Establishment vested interests are denying the way the world really is


“The further we go along the path of business as usual, the more we are lost.”

James Lovelock

Most of us now seem to accept the fact that global warming is reality. We all have a vested interest in saying so, whether we believe it or not. We are seen by believers to be eccentric if we deny it.

But how about the fact that the economy is an energy system?

As a teenager in the 1950s, I was totally unaware of the reality of global warming. I first became aware of it in the late 1980s, when I went to Bradford to see an architect friend, John F C Turner, receive a Right Livelihood Reward, “for championing the rights of people to build, manage and sustain their own shelter and communities”.

Until then, I had assumed that the future would be an indefinite continuation of the way things were.

There is now a new emerging reality. That economic output is the product of surplus energy, after the energy cost of energy (ECoE) has been deducted.  In other words, the economy is an energy system.
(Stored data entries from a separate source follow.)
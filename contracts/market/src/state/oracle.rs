//! Spot price adapter over the external aggregator feed.
use crate::prelude::*;
use everopt::contracts::feed::{QueryMsg as FeedQueryMsg, RoundDataResp};

impl State<'_> {
    /// Current spot in WAD, validated for freshness.
    ///
    /// Cached for the duration of the call so every component of one
    /// transaction prices against the same spot.
    pub(crate) fn spot_price(&self, _store: &dyn Storage) -> Result<Price> {
        self.spot_price_cache
            .get_or_try_init(|| self.spot_price_inner())
            .copied()
    }

    fn spot_price_inner(&self) -> Result<Price> {
        let feed = self.config.feed.as_ref().ok_or_else(|| {
            opt_anyhow!(
                ErrorId::FeedNotSet,
                ErrorDomain::Oracle,
                "no price feed configured"
            )
        })?;

        let round: RoundDataResp = self
            .querier
            .query_wasm_smart(feed, &FeedQueryMsg::LatestRoundData {})?;

        opt_ensure!(
            round.answer > cosmwasm_std::Int128::zero(),
            ErrorId::InvalidPrice,
            ErrorDomain::Oracle,
            "feed reported non-positive answer {}",
            round.answer
        );
        opt_ensure!(
            round.answered_in_round >= round.round_id,
            ErrorId::StaleRound,
            ErrorDomain::Oracle,
            "answer carried over from round {} while at round {}",
            round.answered_in_round,
            round.round_id
        );

        let age = self
            .now()
            .seconds()
            .saturating_sub(round.updated_at.seconds());
        opt_ensure!(
            age <= self.config.oracle_staleness_seconds,
            ErrorId::StalePrice,
            ErrorDomain::Oracle,
            "feed round is {age}s old, exceeding the {}s staleness limit",
            self.config.oracle_staleness_seconds
        );

        // scale the raw integer answer up to WAD
        let raw = u128::try_from(round.answer.i128()).map_err(|_| {
            opt_anyhow!(
                ErrorId::InvalidPrice,
                ErrorDomain::Oracle,
                "feed answer {} not representable",
                round.answer
            )
        })?;
        let price = Decimal256::from_atomics(raw, self.config.feed_decimals)
            .context("feed answer exceeds the representable price range")?;

        Ok(Price::from_decimal256(price))
    }
}
//! Interface of the external price feed aggregator.
//!
//! The feed reports rounds in the familiar aggregator shape: a raw integer
//! answer at a fixed decimal scale (reference feeds use 8, scaled by `10^10`
//! to reach WAD at the adapter), plus the round bookkeeping the staleness
//! checks need.
use cosmwasm_schema::{cw_serde, QueryResponses};
use cosmwasm_std::{Int128, Timestamp};

/// Query message understood by any compatible aggregator.
#[cw_serde]
#[derive(QueryResponses)]
pub enum QueryMsg {
    /// The most recent round
    #[returns(RoundDataResp)]
    LatestRoundData {},

    /// Decimal places of the raw answers
    #[returns(u32)]
    Decimals {},
}

/// One aggregator round.
#[cw_serde]
pub struct RoundDataResp {
    /// Monotonically increasing round counter
    pub round_id: u64,
    /// Raw price answer at the feed's decimal scale; non-positive answers
    /// are invalid
    pub answer: Int128,
    /// When the round was opened
    pub started_at: Timestamp,
    /// When the round was last updated; drives the staleness check
    pub updated_at: Timestamp,
    /// The round in which the answer was computed. An answer carried over
    /// from an earlier round (`answered_in_round < round_id`) is stale.
    pub answered_in_round: u64,
}
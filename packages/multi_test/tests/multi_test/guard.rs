use everopt::prelude::*;
use everopt_multi_test::market_wrapper::OptionsMarket;
use everopt_multi_test::response::CosmosResponseExt;
use everopt_multi_test::EveroptApp;
use market::state::guard::{
    check_convexity, check_monotonicity, check_put_call_parity, leaf_hash,
};
use sha2_hash::hash_pair;

#[test]
fn quoted_surface_is_monotonic() {
    let market = OptionsMarket::new(EveroptApp::new_cell().unwrap()).unwrap();

    let strikes = ["2600", "2800", "3000", "3200", "3400"];
    let mut calls = Vec::new();
    let mut puts = Vec::new();
    for strike in strikes {
        let call = market
            .query_quote_buy(OptionKind::Call, strike, "1")
            .unwrap();
        let put = market.query_quote_buy(OptionKind::Put, strike, "1").unwrap();
        calls.push((
            strike.parse::<Price>().unwrap(),
            Price::from_decimal256(call.into_decimal256()),
        ));
        puts.push((
            strike.parse::<Price>().unwrap(),
            Price::from_decimal256(put.into_decimal256()),
        ));
    }

    assert!(check_monotonicity(OptionKind::Call, &calls));
    assert!(check_monotonicity(OptionKind::Put, &puts));
}

#[test]
fn quoted_surface_is_convex() {
    let market = OptionsMarket::new(EveroptApp::new_cell().unwrap()).unwrap();

    for window in [["2700", "2900", "3100"], ["2900", "3100", "3300"]] {
        let quotes: Vec<Price> = window
            .iter()
            .map(|strike| {
                let quote = market
                    .query_quote_buy(OptionKind::Call, strike, "1")
                    .unwrap();
                Price::from_decimal256(quote.into_decimal256())
            })
            .collect();
        assert!(check_convexity(
            (
                window[0].parse().unwrap(),
                window[1].parse().unwrap(),
                window[2].parse().unwrap(),
            ),
            (quotes[0], quotes[1], quotes[2]),
        )
        .unwrap());
    }
}

#[test]
fn marks_honor_put_call_parity_shape() {
    let market = OptionsMarket::new(EveroptApp::new_cell().unwrap()).unwrap();

    // under the symmetric starting distribution the at-the-money call and
    // put marks sit close to parity against spot
    let call = market.query_mark_price(OptionKind::Call, "3000").unwrap();
    let put = market.query_mark_price(OptionKind::Put, "3000").unwrap();
    let spot = market.query_spot_price().unwrap();

    // generous tolerance: the distribution is discrete and premium-scaled
    let tolerance = "100".parse().unwrap();
    assert!(check_put_call_parity(call, put, spot, "3000".parse().unwrap(), tolerance).unwrap());
}

#[test]
fn price_bounds_default_open() {
    let market = OptionsMarket::new(EveroptApp::new_cell().unwrap()).unwrap();

    // with no root committed, any bound verifies
    let ok: bool = market
        .query(&MarketQueryMsg::VerifyPriceBound {
            kind: OptionKind::Call,
            strike: "3000".parse().unwrap(),
            bid: "1".parse().unwrap(),
            ask: "2".parse().unwrap(),
            proof: vec![],
        })
        .unwrap();
    assert!(ok);
}

#[test]
fn price_bounds_round_trip() {
    let market = OptionsMarket::new(EveroptApp::new_cell().unwrap()).unwrap();

    let strike: Price = "3000".parse().unwrap();
    let leaf_call = leaf_hash(
        OptionKind::Call,
        strike,
        "200".parse().unwrap(),
        "220".parse().unwrap(),
    );
    let leaf_put = leaf_hash(
        OptionKind::Put,
        strike,
        "190".parse().unwrap(),
        "205".parse().unwrap(),
    );
    let root = hex::encode(hash_pair(leaf_call, leaf_put));

    let resp = market.exec_set_price_bounds(Some(root)).unwrap();
    assert!(resp.has_wasm_event("price-bounds-updated"));

    let verify = |bid: &str, ask: &str, proof: Vec<String>| -> bool {
        market
            .query(&MarketQueryMsg::VerifyPriceBound {
                kind: OptionKind::Call,
                strike,
                bid: bid.parse().unwrap(),
                ask: ask.parse().unwrap(),
                proof,
            })
            .unwrap()
    };

    assert!(verify("200", "220", vec![hex::encode(leaf_put)]));
    // a forged bound fails against the committed root
    assert!(!verify("100", "220", vec![hex::encode(leaf_put)]));

    // clearing the root reopens everything
    market.exec_set_price_bounds(None).unwrap();
    assert!(verify("100", "220", vec![]));
}

mod sha2_hash {
    // mirror of the market's sorted-pair hashing, for building roots in
    // tests without reaching into contract internals
    use sha2::{Digest, Sha256};

    pub fn hash_pair(a: [u8; 32], b: [u8; 32]) -> [u8; 32] {
        let mut hasher = Sha256::new();
        if a <= b {
            hasher.update(a);
            hasher.update(b);
        } else {
            hasher.update(b);
            hasher.update(a);
        }
        hasher.finalize().into()
    }
}
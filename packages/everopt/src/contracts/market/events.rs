//! Typed events emitted by the market contract.
use super::position::{OptionKind, PositionId};
use crate::event::CosmwasmEventExt;
use crate::number::{Collateral, Number, Price};
use cosmwasm_std::{Addr, Decimal256, Event, Timestamp};

/// A position was opened.
#[derive(Debug)]
pub struct OptionBoughtEvent {
    /// Position owner
    pub owner: Addr,
    /// Newly assigned id
    pub id: PositionId,
    /// Call or put
    pub kind: OptionKind,
    /// Strike price
    pub strike: Price,
    /// Size, WAD
    pub size: Decimal256,
    /// Premium paid to the pool
    pub premium: Collateral,
    /// Initial funding escrow
    pub prefund: Collateral,
}

impl From<OptionBoughtEvent> for Event {
    fn from(src: OptionBoughtEvent) -> Self {
        Event::new("option-bought").add_attributes(vec![
            ("owner", src.owner.to_string()),
            ("pos-id", src.id.to_string()),
            ("kind", src.kind.to_string()),
            ("strike", src.strike.to_string()),
            ("size", src.size.to_string()),
            ("premium", src.premium.to_string()),
            ("prefund", src.prefund.to_string()),
        ])
    }
}

impl TryFrom<&Event> for OptionBoughtEvent {
    type Error = anyhow::Error;

    fn try_from(evt: &Event) -> anyhow::Result<Self> {
        Ok(OptionBoughtEvent {
            owner: evt.unchecked_addr_attr("owner")?,
            id: evt.map_attr_result("pos-id", |s| s.parse())?,
            kind: evt.map_attr_result("kind", |s| s.parse())?,
            strike: evt.decimal_attr("strike")?,
            size: evt.map_attr_result("size", |s| s.parse().map_err(anyhow::Error::from))?,
            premium: evt.decimal_attr("premium")?,
            prefund: evt.decimal_attr("prefund")?,
        })
    }
}

/// Size was sold back to the market maker.
#[derive(Debug)]
pub struct OptionSoldEvent {
    /// Position owner
    pub owner: Addr,
    /// Position id
    pub id: PositionId,
    /// Size sold, WAD
    pub size: Decimal256,
    /// Revenue paid out of the pool
    pub revenue: Collateral,
    /// Whether the sell closed the position
    pub closed: bool,
}

impl From<OptionSoldEvent> for Event {
    fn from(src: OptionSoldEvent) -> Self {
        Event::new("option-sold").add_attributes(vec![
            ("owner", src.owner.to_string()),
            ("pos-id", src.id.to_string()),
            ("size", src.size.to_string()),
            ("revenue", src.revenue.to_string()),
            ("closed", src.closed.to_string()),
        ])
    }
}

/// A position was exercised at spot.
#[derive(Debug)]
pub struct OptionExercisedEvent {
    /// Position owner
    pub owner: Addr,
    /// Position id
    pub id: PositionId,
    /// Intrinsic payout drawn from the pool
    pub payout: Collateral,
    /// Funding escrow returned to the owner
    pub refund: Collateral,
}

impl From<OptionExercisedEvent> for Event {
    fn from(src: OptionExercisedEvent) -> Self {
        Event::new("option-exercised").add_attributes(vec![
            ("owner", src.owner.to_string()),
            ("pos-id", src.id.to_string()),
            ("payout", src.payout.to_string()),
            ("refund", src.refund.to_string()),
        ])
    }
}

/// A drained position was liquidated.
#[derive(Debug)]
pub struct PositionLiquidatedEvent {
    /// Position id
    pub id: PositionId,
    /// Caller that triggered the liquidation
    pub liquidator: Addr,
    /// Remaining escrow awarded to the liquidator
    pub reward: Collateral,
}

impl From<PositionLiquidatedEvent> for Event {
    fn from(src: PositionLiquidatedEvent) -> Self {
        Event::new("position-liquidated").add_attributes(vec![
            ("pos-id", src.id.to_string()),
            ("liquidator", src.liquidator.to_string()),
            ("reward", src.reward.to_string()),
        ])
    }
}

/// Funding was settled against a position's escrow.
#[derive(Debug)]
pub struct FundingAccruedEvent {
    /// Position id
    pub id: PositionId,
    /// Amount debited and routed to the pool
    pub amount: Collateral,
    /// Settlement time
    pub timestamp: Timestamp,
}

impl From<FundingAccruedEvent> for Event {
    fn from(src: FundingAccruedEvent) -> Self {
        Event::new("funding-accrued").add_attributes(vec![
            ("pos-id", src.id.to_string()),
            ("amount", src.amount.to_string()),
            ("timestamp", src.timestamp.nanos().to_string()),
        ])
    }
}

impl TryFrom<&Event> for FundingAccruedEvent {
    type Error = anyhow::Error;

    fn try_from(evt: &Event) -> anyhow::Result<Self> {
        Ok(FundingAccruedEvent {
            id: evt.map_attr_result("pos-id", |s| s.parse())?,
            amount: evt.decimal_attr("amount")?,
            timestamp: evt.timestamp_attr("timestamp")?,
        })
    }
}

/// A position's funding escrow was topped up.
#[derive(Debug)]
pub struct FundingDepositedEvent {
    /// Position id
    pub id: PositionId,
    /// Amount added to the escrow
    pub amount: Collateral,
}

impl From<FundingDepositedEvent> for Event {
    fn from(src: FundingDepositedEvent) -> Self {
        Event::new("funding-deposited").add_attributes(vec![
            ("pos-id", src.id.to_string()),
            ("amount", src.amount.to_string()),
        ])
    }
}

/// The engine committed a trade.
#[derive(Debug)]
pub struct TradeExecutedEvent {
    /// Call or put
    pub kind: OptionKind,
    /// Strike price
    pub strike: Price,
    /// Size traded, WAD
    pub size: Decimal256,
    /// Buy (true) or sell (false)
    pub is_buy: bool,
    /// Premium or revenue, WAD quote units
    pub amount: Collateral,
}

impl From<TradeExecutedEvent> for Event {
    fn from(src: TradeExecutedEvent) -> Self {
        Event::new("trade-executed").add_attributes(vec![
            ("kind", src.kind.to_string()),
            ("strike", src.strike.to_string()),
            ("size", src.size.to_string()),
            ("is-buy", src.is_buy.to_string()),
            ("amount", src.amount.to_string()),
        ])
    }
}

/// The engine's cached cost moved.
#[derive(Debug)]
pub struct CostUpdatedEvent {
    /// Cost before
    pub old_cost: Number,
    /// Cost after
    pub new_cost: Number,
}

impl From<CostUpdatedEvent> for Event {
    fn from(src: CostUpdatedEvent) -> Self {
        Event::new("cost-updated").add_attributes(vec![
            ("old-cost", src.old_cost.to_string()),
            ("new-cost", src.new_cost.to_string()),
        ])
    }
}

impl TryFrom<&Event> for CostUpdatedEvent {
    type Error = anyhow::Error;

    fn try_from(evt: &Event) -> anyhow::Result<Self> {
        Ok(CostUpdatedEvent {
            old_cost: evt.number_attr("old-cost")?,
            new_cost: evt.number_attr("new-cost")?,
        })
    }
}

/// The bucket grid was recentered.
#[derive(Debug)]
pub struct RecenteredEvent {
    /// Center before
    pub old_center: Price,
    /// Center after
    pub new_center: Price,
}

impl From<RecenteredEvent> for Event {
    fn from(src: RecenteredEvent) -> Self {
        Event::new("recentered").add_attributes(vec![
            ("old-center", src.old_center.to_string()),
            ("new-center", src.new_center.to_string()),
        ])
    }
}

/// A new price-bounds Merkle root was committed.
#[derive(Debug)]
pub struct PriceBoundsUpdatedEvent {
    /// Hex-encoded root, empty when cleared
    pub root: Option<String>,
}

impl From<PriceBoundsUpdatedEvent> for Event {
    fn from(src: PriceBoundsUpdatedEvent) -> Self {
        Event::new("price-bounds-updated")
            .add_attribute("merkle-root", src.root.unwrap_or_default())
    }
}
Until recently, around the beginning of this century, this didn’t present us with a problem. The energy cost of producing the energy we use was relatively small. From now on, it will be an increasing problem, albeit not yet recognised as such.
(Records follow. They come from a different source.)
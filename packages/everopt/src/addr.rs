//! Address helpers.
use anyhow::{Context, Result};
use cosmwasm_std::{Addr, Api};
use schemars::JsonSchema;
use serde::{Deserialize, Serialize};
use std::fmt::Display;

/// An unvalidated address coming in over a message boundary.
///
/// Addresses must always be validated against the [Api] before being used;
/// keeping the raw form as its own type makes it impossible to forget.
#[derive(Serialize, Deserialize, Clone, Debug, PartialEq, Eq, PartialOrd, Ord, JsonSchema)]
pub struct RawAddr(String);

impl RawAddr {
    /// Validate against the given [Api], producing a checked [Addr].
    pub fn validate(&self, api: &dyn Api) -> Result<Addr> {
        api.addr_validate(&self.0)
            .with_context(|| format!("invalid address: {}", self.0))
    }

    /// View the raw string.
    pub fn as_str(&self) -> &str {
        &self.0
    }
}

impl Display for RawAddr {
    fn fmt(&self, f: &mut std::fmt::Formatter) -> std::fmt::Result {
        self.0.fmt(f)
    }
}

impl From<String> for RawAddr {
    fn from(s: String) -> Self {
        RawAddr(s)
    }
}

impl From<&str> for RawAddr {
    fn from(s: &str) -> Self {
        RawAddr(s.to_owned())
    }
}

impl From<Addr> for RawAddr {
    fn from(addr: Addr) -> Self {
        RawAddr(addr.into_string())
    }
}

impl From<&Addr> for RawAddr {
    fn from(addr: &Addr) -> Self {
        RawAddr(addr.to_string())
    }
}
An immediate consequence of our economic system being an energy system, is the fact that prosperity is in decline and has been for a decade.
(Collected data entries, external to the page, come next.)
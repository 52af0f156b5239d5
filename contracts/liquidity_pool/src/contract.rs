use crate::state::{assert_market, assert_owner, MARKET_ADDR, OWNER_ADDR, STATS, TOKEN};
#[cfg(not(feature = "library"))]
use cosmwasm_std::entry_point;
use cosmwasm_std::{
    from_json, Addr, Deps, DepsMut, Env, Event, MessageInfo, QueryResponse, Response,
};
use cw2::set_contract_version;
use everopt::contracts::liquidity_pool::{
    ExecuteMsg, FundingReceivedEvent, InstantiateMsg, LossRecordedEvent, PremiumReceivedEvent,
    QueryMsg,
};
use everopt::prelude::*;

const CONTRACT_NAME: &str = "everopt:liquidity-pool";
const CONTRACT_VERSION: &str = env!("CARGO_PKG_VERSION");

#[cfg_attr(not(feature = "library"), entry_point)]
pub fn instantiate(
    deps: DepsMut,
    _env: Env,
    info: MessageInfo,
    InstantiateMsg { owner, token }: InstantiateMsg,
) -> Result<Response> {
    set_contract_version(deps.storage, CONTRACT_NAME, CONTRACT_VERSION)?;

    let owner = owner
        .map(|owner| owner.validate(deps.api))
        .transpose()?
        .unwrap_or(info.sender);
    OWNER_ADDR.save(deps.storage, &owner)?;

    let token = Token::from_init(&deps.querier, deps.api, token)?;
    TOKEN.save(deps.storage, &token)?;
    STATS.save(deps.storage, &Default::default())?;

    Ok(Response::new())
}

#[cfg_attr(not(feature = "library"), entry_point)]
pub fn execute(deps: DepsMut, env: Env, info: MessageInfo, msg: ExecuteMsg) -> Result<Response> {
    let token = TOKEN.load(deps.storage)?;

    // unwrap a cw20 receive hook into its inner message
    let (sender, funds, msg) = match msg {
        ExecuteMsg::Receive(receive) => {
            match &token {
                Token::Cw20 { addr, .. } => {
                    let expected = addr.validate(deps.api)?;
                    opt_ensure!(
                        info.sender == expected,
                        ErrorId::Auth,
                        ErrorDomain::LiquidityPool,
                        "receive hooks must come from the quote asset {expected}"
                    );
                }
                Token::Native { .. } => opt_bail!(
                    ErrorId::NativeFunds,
                    ErrorDomain::LiquidityPool,
                    "the quote asset is native, cw20 receive hooks are not accepted"
                ),
            }
            let sender = deps.api.addr_validate(&receive.sender)?;
            let funds = Collateral::from_decimal256(token.from_u128(receive.amount.u128())?);
            let inner: ExecuteMsg = from_json(&receive.msg)?;
            (sender, funds, inner)
        }
        msg => {
            let funds = token.amount_from_funds(&info.funds)?;
            (info.sender, funds, msg)
        }
    };

    let mut resp = Response::new();
    let mut stats = STATS.load(deps.storage)?;

    match msg {
        ExecuteMsg::Receive(_) => opt_bail!(
            ErrorId::Cw20Funds,
            ErrorDomain::LiquidityPool,
            "nested receive messages are not accepted"
        ),

        ExecuteMsg::SetMarket { market } => {
            assert_owner(deps.storage, &sender)?;
            opt_ensure!(
                MARKET_ADDR.may_load(deps.storage)?.is_none(),
                ErrorId::AlreadyInitialized,
                ErrorDomain::LiquidityPool,
                "the market is already wired"
            );
            let market = market.validate(deps.api)?;
            MARKET_ADDR.save(deps.storage, &market)?;
            resp = resp.add_event(Event::new("market-set").add_attribute("market", market));
        }

        ExecuteMsg::Deposit {} => {
            ensure_funds(funds)?;
            stats.deposits = stats.deposits.checked_add(funds)?;
            resp = resp
                .add_event(Event::new("deposit").add_attribute("amount", funds.to_string()));
        }

        ExecuteMsg::ReserveSubsidy { amount } => {
            assert_owner(deps.storage, &sender)?;
            let assets = total_assets(deps.as_ref(), &env, &token)?;
            opt_ensure!(
                amount <= assets,
                ErrorId::InsufficientAvailable,
                ErrorDomain::LiquidityPool,
                "cannot reserve {amount} out of {assets} assets"
            );
            stats.reserved_subsidy = amount;
            resp = resp.add_event(
                Event::new("subsidy-reserved").add_attribute("amount", amount.to_string()),
            );
        }

        ExecuteMsg::ReceivePremium {} => {
            assert_market(deps.storage, &sender)?;
            ensure_funds(funds)?;
            stats.premium_received = stats.premium_received.checked_add(funds)?;
            resp = resp.add_event(PremiumReceivedEvent { amount: funds });
        }

        ExecuteMsg::ReceiveFunding {} => {
            assert_market(deps.storage, &sender)?;
            ensure_funds(funds)?;
            stats.funding_received = stats.funding_received.checked_add(funds)?;
            resp = resp.add_event(FundingReceivedEvent { amount: funds });
        }

        ExecuteMsg::RecordLoss { recipient, amount } => {
            assert_market(deps.storage, &sender)?;
            let amount = NonZero::new(amount).ok_or_else(|| {
                opt_anyhow!(
                    ErrorId::InsufficientAvailable,
                    ErrorDomain::LiquidityPool,
                    "cannot record a zero loss"
                )
            })?;
            let assets = total_assets(deps.as_ref(), &env, &token)?;
            opt_ensure!(
                amount.raw() <= assets,
                ErrorId::InsufficientAvailable,
                ErrorDomain::LiquidityPool,
                "loss {amount} exceeds the pool's {assets} assets"
            );

            let recipient = recipient.validate(deps.api)?;
            if let Some(msg) = token.into_transfer_msg(&recipient, amount)? {
                resp = resp.add_message(msg);
            }

            // reserved subsidy is consumed first, saturating at zero
            stats.reserved_subsidy = stats
                .reserved_subsidy
                .checked_sub(amount.raw())
                .unwrap_or_default();
            stats.losses_paid = stats.losses_paid.checked_add(amount.raw())?;
            resp = resp.add_event(LossRecordedEvent {
                recipient,
                amount: amount.raw(),
            });
        }
    }

    STATS.save(deps.storage, &stats)?;
    Ok(resp)
}

#[cfg_attr(not(feature = "library"), entry_point)]
pub fn query(deps: Deps, env: Env, msg: QueryMsg) -> Result<QueryResponse> {
    let token = TOKEN.load(deps.storage)?;
    match msg {
        QueryMsg::TotalAssets {} => total_assets(deps, &env, &token)?.query_result(),
        QueryMsg::MaxSubsidy {} => STATS.load(deps.storage)?.reserved_subsidy.query_result(),
        QueryMsg::Stats {} => STATS.load(deps.storage)?.query_result(),
    }
}

fn total_assets(deps: Deps, env: &Env, token: &Token) -> Result<Collateral> {
    token.query_balance(&deps.querier, &env.contract.address)
}

fn ensure_funds(funds: Collateral) -> Result<()> {
    opt_ensure!(
        !funds.is_zero(),
        ErrorId::MissingFunds,
        ErrorDomain::LiquidityPool,
        "this entry point requires attached funds"
    );
    Ok(())
}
Declining prosperity means that although our take-home pay may have increased, we can buy less than we used to. We have less disposable income. The powers-that-be are in denial about this and constantly tell us how we are better off.

An expected impact of ECoE is that, in the end, our capitalistic society will not survive as such.  Which is not a political statement. It is a future reality in a world which until now has depended on economic growth, albeit recently funded by borrowing.

Borrowing which assumed that debts will be repaid, from the proceeds of growth. But if prosperity is in decline there can be no growth. So, there can be no repayment of debts, which means there will be no borrowing.

Our economy is changing now.  From growth to no-growth. Which means that everything is changing.

No-growth is now the way things are.  Beneath our noses, our economic and social systems are changing. New ways are emerging, yet to be recognised as such.

There are some symptoms. In the UK declining public services can be attributed to the emerging new ways, albeit obscured by demographic trends.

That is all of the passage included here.